Segment Open

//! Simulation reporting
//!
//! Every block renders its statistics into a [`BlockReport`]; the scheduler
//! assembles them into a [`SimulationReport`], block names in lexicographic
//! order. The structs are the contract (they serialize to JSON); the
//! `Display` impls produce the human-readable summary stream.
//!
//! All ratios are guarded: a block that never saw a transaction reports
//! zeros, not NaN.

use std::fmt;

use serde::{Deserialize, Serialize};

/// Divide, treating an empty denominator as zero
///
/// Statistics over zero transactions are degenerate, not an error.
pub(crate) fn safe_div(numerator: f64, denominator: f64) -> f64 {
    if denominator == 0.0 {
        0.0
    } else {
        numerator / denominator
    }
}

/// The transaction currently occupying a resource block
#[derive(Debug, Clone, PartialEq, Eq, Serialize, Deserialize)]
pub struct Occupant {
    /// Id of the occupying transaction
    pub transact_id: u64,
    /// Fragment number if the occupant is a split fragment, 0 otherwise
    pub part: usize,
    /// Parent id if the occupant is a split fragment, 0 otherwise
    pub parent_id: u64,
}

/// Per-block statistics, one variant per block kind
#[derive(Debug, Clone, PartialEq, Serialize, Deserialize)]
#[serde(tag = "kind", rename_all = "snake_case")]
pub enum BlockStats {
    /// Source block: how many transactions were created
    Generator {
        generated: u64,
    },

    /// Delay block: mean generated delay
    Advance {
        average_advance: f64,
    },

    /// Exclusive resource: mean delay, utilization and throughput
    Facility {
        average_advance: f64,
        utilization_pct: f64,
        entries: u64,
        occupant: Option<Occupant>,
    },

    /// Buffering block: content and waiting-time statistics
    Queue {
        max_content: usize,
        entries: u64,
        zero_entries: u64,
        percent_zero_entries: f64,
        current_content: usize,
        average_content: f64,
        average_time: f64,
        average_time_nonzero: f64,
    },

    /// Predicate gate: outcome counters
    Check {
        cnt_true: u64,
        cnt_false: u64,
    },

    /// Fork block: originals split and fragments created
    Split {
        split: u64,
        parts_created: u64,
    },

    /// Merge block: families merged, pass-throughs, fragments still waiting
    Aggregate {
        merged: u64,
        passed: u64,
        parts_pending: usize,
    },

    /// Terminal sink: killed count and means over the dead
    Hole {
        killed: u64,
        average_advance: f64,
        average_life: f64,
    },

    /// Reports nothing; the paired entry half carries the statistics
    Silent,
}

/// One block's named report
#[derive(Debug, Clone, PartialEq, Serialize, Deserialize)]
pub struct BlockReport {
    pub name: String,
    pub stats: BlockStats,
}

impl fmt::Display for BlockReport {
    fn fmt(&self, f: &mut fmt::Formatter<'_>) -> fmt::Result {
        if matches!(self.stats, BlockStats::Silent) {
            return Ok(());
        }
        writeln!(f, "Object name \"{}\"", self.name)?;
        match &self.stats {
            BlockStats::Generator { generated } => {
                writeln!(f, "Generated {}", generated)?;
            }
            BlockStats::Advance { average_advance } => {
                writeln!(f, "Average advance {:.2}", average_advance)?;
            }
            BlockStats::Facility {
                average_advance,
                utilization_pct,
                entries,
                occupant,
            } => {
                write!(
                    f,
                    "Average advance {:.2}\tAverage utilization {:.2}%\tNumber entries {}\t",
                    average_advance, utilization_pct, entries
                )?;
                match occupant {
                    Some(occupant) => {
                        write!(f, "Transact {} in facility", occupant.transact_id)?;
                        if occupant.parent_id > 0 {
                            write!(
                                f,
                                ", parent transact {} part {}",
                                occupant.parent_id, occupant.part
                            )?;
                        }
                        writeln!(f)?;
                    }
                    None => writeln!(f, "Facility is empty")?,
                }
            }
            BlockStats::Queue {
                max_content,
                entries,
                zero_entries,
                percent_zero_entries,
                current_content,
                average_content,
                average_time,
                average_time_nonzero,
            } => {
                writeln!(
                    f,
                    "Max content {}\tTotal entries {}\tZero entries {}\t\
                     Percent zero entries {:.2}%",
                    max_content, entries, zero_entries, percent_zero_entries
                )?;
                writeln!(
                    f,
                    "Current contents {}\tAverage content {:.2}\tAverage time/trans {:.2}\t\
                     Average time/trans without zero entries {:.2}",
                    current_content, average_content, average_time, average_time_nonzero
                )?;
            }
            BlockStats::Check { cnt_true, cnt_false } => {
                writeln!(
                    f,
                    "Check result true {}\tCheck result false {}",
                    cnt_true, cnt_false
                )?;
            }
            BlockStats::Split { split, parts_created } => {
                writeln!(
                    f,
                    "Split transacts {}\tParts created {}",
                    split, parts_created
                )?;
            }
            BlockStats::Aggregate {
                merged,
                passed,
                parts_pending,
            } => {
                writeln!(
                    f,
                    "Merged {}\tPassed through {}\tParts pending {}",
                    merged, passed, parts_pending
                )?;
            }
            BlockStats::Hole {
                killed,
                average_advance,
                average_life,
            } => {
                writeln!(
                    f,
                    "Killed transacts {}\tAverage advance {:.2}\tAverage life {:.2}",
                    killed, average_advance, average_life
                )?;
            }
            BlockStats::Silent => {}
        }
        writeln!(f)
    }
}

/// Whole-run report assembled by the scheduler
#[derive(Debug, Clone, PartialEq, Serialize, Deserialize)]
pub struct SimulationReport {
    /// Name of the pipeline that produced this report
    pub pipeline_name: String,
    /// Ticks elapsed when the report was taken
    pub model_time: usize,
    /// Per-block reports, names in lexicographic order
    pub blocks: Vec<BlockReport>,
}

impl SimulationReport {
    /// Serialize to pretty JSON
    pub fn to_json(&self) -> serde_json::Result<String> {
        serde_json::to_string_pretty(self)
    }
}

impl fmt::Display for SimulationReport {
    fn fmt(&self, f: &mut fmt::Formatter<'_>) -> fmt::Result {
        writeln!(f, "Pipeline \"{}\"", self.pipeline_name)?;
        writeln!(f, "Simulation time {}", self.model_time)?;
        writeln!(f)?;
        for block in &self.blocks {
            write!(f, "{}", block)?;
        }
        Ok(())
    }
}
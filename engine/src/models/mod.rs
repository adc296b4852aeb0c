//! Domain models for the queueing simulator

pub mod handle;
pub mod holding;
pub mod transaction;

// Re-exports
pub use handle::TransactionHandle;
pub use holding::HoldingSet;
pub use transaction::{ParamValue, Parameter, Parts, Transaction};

Segment Closed

◆ **Exercise**
Each line above that contains "order" counts once; report the resulting number and nothing else.

◆ **Exercise response**
2